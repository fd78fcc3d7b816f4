//! Line reader (C2): reads CRLF-delimited lines with a maximum length.
//!
//! RFC 5321 §4.5.3.1.4 caps command lines at 512 octets; §4.5.3.1.6 caps
//! DATA lines at 1000. Both limits are enforced by calling [`read_until`]
//! with the appropriate `max`.

use tokio::io::{AsyncRead, AsyncReadExt};

/// Maximum length of a command line, per RFC 5321 §4.5.3.1.4.
pub const MAX_CMD_LINE: usize = 512;
/// Maximum length of a DATA line, per RFC 5321 §4.5.3.1.6.
pub const MAX_DATA_LINE: usize = 1000;

#[derive(Debug, thiserror::Error)]
pub enum LineError {
    #[error("line exceeds maximum length")]
    TooLong,
    #[error("connection closed before delimiter")]
    Eof,
    #[error("io error: {0}")]
    Io(#[from] std::io::Error),
}

/// Reads bytes one at a time until `delim` is seen or `max` bytes have been
/// accumulated without finding it. The delimiter is included in the
/// returned bytes on success.
pub async fn read_until<R>(delim: u8, max: usize, reader: &mut R) -> Result<Vec<u8>, LineError>
where
    R: AsyncRead + Unpin,
{
    let mut buf = Vec::new();
    loop {
        let byte = match reader.read_u8().await {
            Ok(b) => b,
            Err(e) if e.kind() == std::io::ErrorKind::UnexpectedEof => {
                return Err(LineError::Eof);
            }
            Err(e) => return Err(LineError::Io(e)),
        };
        if buf.len() == max {
            return Err(LineError::TooLong);
        }
        buf.push(byte);
        if byte == delim {
            return Ok(buf);
        }
    }
}

/// Drains bytes from `reader` until a `\n` is found or the connection
/// closes. Used to resynchronise after a [`LineError::TooLong`] so the next
/// read starts on a fresh line.
pub async fn skip_to_newline<R>(reader: &mut R) -> Result<(), LineError>
where
    R: AsyncRead + Unpin,
{
    loop {
        match reader.read_u8().await {
            Ok(b'\n') => return Ok(()),
            Ok(_) => continue,
            Err(e) if e.kind() == std::io::ErrorKind::UnexpectedEof => return Ok(()),
            Err(e) => return Err(LineError::Io(e)),
        }
    }
}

*The task*: The answer should consist solely of the lines from the first line above through the one with "with the appropriate", both included, repeated exactly.

*The answer*:
repository fd78fcc3d7b816f4
//! Line reader (C2): reads CRLF-delimited lines with a maximum length.
//!
//! RFC 5321 §4.5.3.1.4 caps command lines at 512 octets; §4.5.3.1.6 caps
//! DATA lines at 1000. Both limits are enforced by calling [`read_until`]
//! with the appropriate `max`.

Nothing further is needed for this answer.